Yeah, that’s right, Ofcom have apparently said something to the effect that “We’re The British Government, We Can’t Be Sued By Puny Humans”, but there’s a slight issue with them doing so:
…because if Ofcom is acting as an agent of the British Government in order to claim sovereign immunity, then the British Government cannot really avoid the charge that it’s attempting to apply British law to censor Americans who are resident in America using American computers to do things which — whatever you think of Pepe the Frog — are nonetheless legal in America.
That’s not going to play well.
That’s not going to play well at all, especially in the current political climate.
American self-image is literally clothed in images of throwing boxes of tea into Boston harbour as protest against British legal over-reach, and it’s drilled into schoolchildren. Even if it was ever likely, it’s doubly hard to conceive of any judge or legislator saying “…yes, America should forego the First Amendment on this occasion to Save the Children because the British Government say we should do this.”
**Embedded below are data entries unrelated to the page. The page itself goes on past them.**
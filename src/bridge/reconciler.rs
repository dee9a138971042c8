use serde_json::Value;
use tracing::{debug, warn};

use crate::core::{
    CommandType, DeviceAddress, DeviceKind, Error, Result, DIMMER_COUNT, MAX_DIMMER_LEVEL,
};
use crate::protocol::{
    CommandRequest, DeviceFrame, DeviceStateModel, InstanceState, OutboundFrame, PGN_API,
};

/// Applies received status frames and outbound commands to the device
/// state model.
///
/// Inbound frames always win: they overwrite levels and switches wholesale.
/// Commands are prepared on a copy of the cached state and committed once
/// their frame is sent. The device confirms with a fresh status frame later.
#[derive(Debug)]
pub struct StateReconciler {
    model: DeviceStateModel,
    destination: u8,
}

impl StateReconciler {
    /// Creates a reconciler addressing outbound frames to `destination`
    pub fn new(destination: u8) -> Self {
        StateReconciler {
            model: DeviceStateModel::new(),
            destination,
        }
    }

    /// Read access to the cached state
    pub fn model(&self) -> &DeviceStateModel {
        &self.model
    }

    /// Applies a frame as received from the bus. The wire instance is
    /// mapped to the logical instance here and nowhere else.
    ///
    /// Returns the logical instance and the resulting state.
    pub fn apply_frame(&mut self, frame: DeviceFrame) -> Result<(u8, InstanceState)> {
        let mut frame = frame.into_logical()?;
        let instance = frame.instance;

        for (slot, level) in frame.dimmer_levels.iter_mut().enumerate() {
            if *level > MAX_DIMMER_LEVEL {
                warn!(instance, dimmer = slot + 1, level = *level, "Dimmer level out of range, clamping");
                *level = MAX_DIMMER_LEVEL;
            }
        }

        let state = self.model.update(instance, &frame);

        // A level of 0 keeps the last brightness for switching back on
        for slot in 0..DIMMER_COUNT {
            let level = state.dimmer_levels[slot];
            if level > 0 {
                state.restore_levels[slot] = level;
                debug!(instance, dimmer = slot + 1, level, "Dimmer level saved");
            }
        }

        Ok((instance, *state))
    }

    /// Validates and applies a command, returning the frame carrying the
    /// instance's complete new state. Nothing is mutated on error.
    pub fn apply_command(&mut self, request: &CommandRequest) -> Result<OutboundFrame> {
        let pending = self.prepare_command(request)?;
        let frame = pending.frame.clone();
        self.commit(pending);
        Ok(frame)
    }

    /// Validates a command against a copy of the cached state. The cache is
    /// left untouched until the result is passed to [`commit`](Self::commit).
    pub fn prepare_command(&self, request: &CommandRequest) -> Result<PendingCommand> {
        let address = DeviceAddress::new(
            request.address.instance,
            request.address.kind,
            request.address.index,
        )?;
        let mut state = *self
            .model
            .get(address.instance)
            .ok_or(Error::UnknownInstance(address.instance))?;
        let slot = address.slot();

        match request.command {
            CommandType::State => {
                let on = parse_switch_value(&request.value)?;
                state.switches[slot] = on;
                // A dimmer can not be on at level 0
                if on && slot < DIMMER_COUNT && state.dimmer_levels[slot] == 0 {
                    state.dimmer_levels[slot] = MAX_DIMMER_LEVEL;
                }
            }
            CommandType::DimmerLevel => {
                if address.kind != DeviceKind::Dimmer {
                    return Err(Error::unsupported_command(format!(
                        "{} has no dimming level",
                        address.device_name()
                    )));
                }
                let level = parse_dimmer_ratio(&request.value)?;
                state.dimmer_levels[slot] = level;
                if level == 0 {
                    state.switches[slot] = false;
                }
            }
        }

        Ok(PendingCommand {
            instance: address.instance,
            state,
            frame: OutboundFrame::new(
                PGN_API,
                self.destination,
                state.to_frame(address.instance).encode(),
            ),
        })
    }

    /// Stores the state of a command whose frame was transmitted
    pub fn commit(&mut self, pending: PendingCommand) {
        debug!(instance = pending.instance, state = ?pending.state, "Command applied");
        *self.model.get_or_init(pending.instance) = pending.state;
    }
}

/// A validated command waiting for its frame to be sent
#[derive(Debug, Clone)]
pub struct PendingCommand {
    /// Logical instance
    pub instance: u8,
    /// State after the command
    pub state: InstanceState,
    /// Frame carrying `state`
    pub frame: OutboundFrame,
}

/// Accepts `true`, `false`, `"on"`, `"off"`, `1` and `0`
pub fn parse_switch_value(value: &Value) -> Result<bool> {
    match value {
        Value::Bool(on) => Ok(*on),
        Value::String(s) if s == "on" => Ok(true),
        Value::String(s) if s == "off" => Ok(false),
        Value::Number(n) if n.as_f64() == Some(1.0) => Ok(true),
        Value::Number(n) if n.as_f64() == Some(0.0) => Ok(false),
        other => Err(Error::InvalidSwitchValue(display_value(other))),
    }
}

/// Converts a 0..=1 brightness ratio to a dimmer level 0..=1000
pub fn parse_dimmer_ratio(value: &Value) -> Result<u16> {
    value
        .as_f64()
        .filter(|ratio| (0.0..=1.0).contains(ratio))
        .map(|ratio| (ratio * f64::from(MAX_DIMMER_LEVEL)).round() as u16)
        .ok_or_else(|| Error::InvalidDimmerLevel(display_value(value)))
}

fn display_value(value: &Value) -> String {
    match value {
        Value::String(s) => s.clone(),
        other => other.to_string(),
    }
}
It won’t happen, and the resultant stink will likely undermine, if not terminate, the pipeline of British activism that has pushed “age appropriate design codes” and similar British thinking into the USA, bolstering lawsuits which prick the bubble of “you may say that you’re keeping people safe but if the impact is censorial then it’s unconstitutional.”
The entire house of cards could fall down go boom.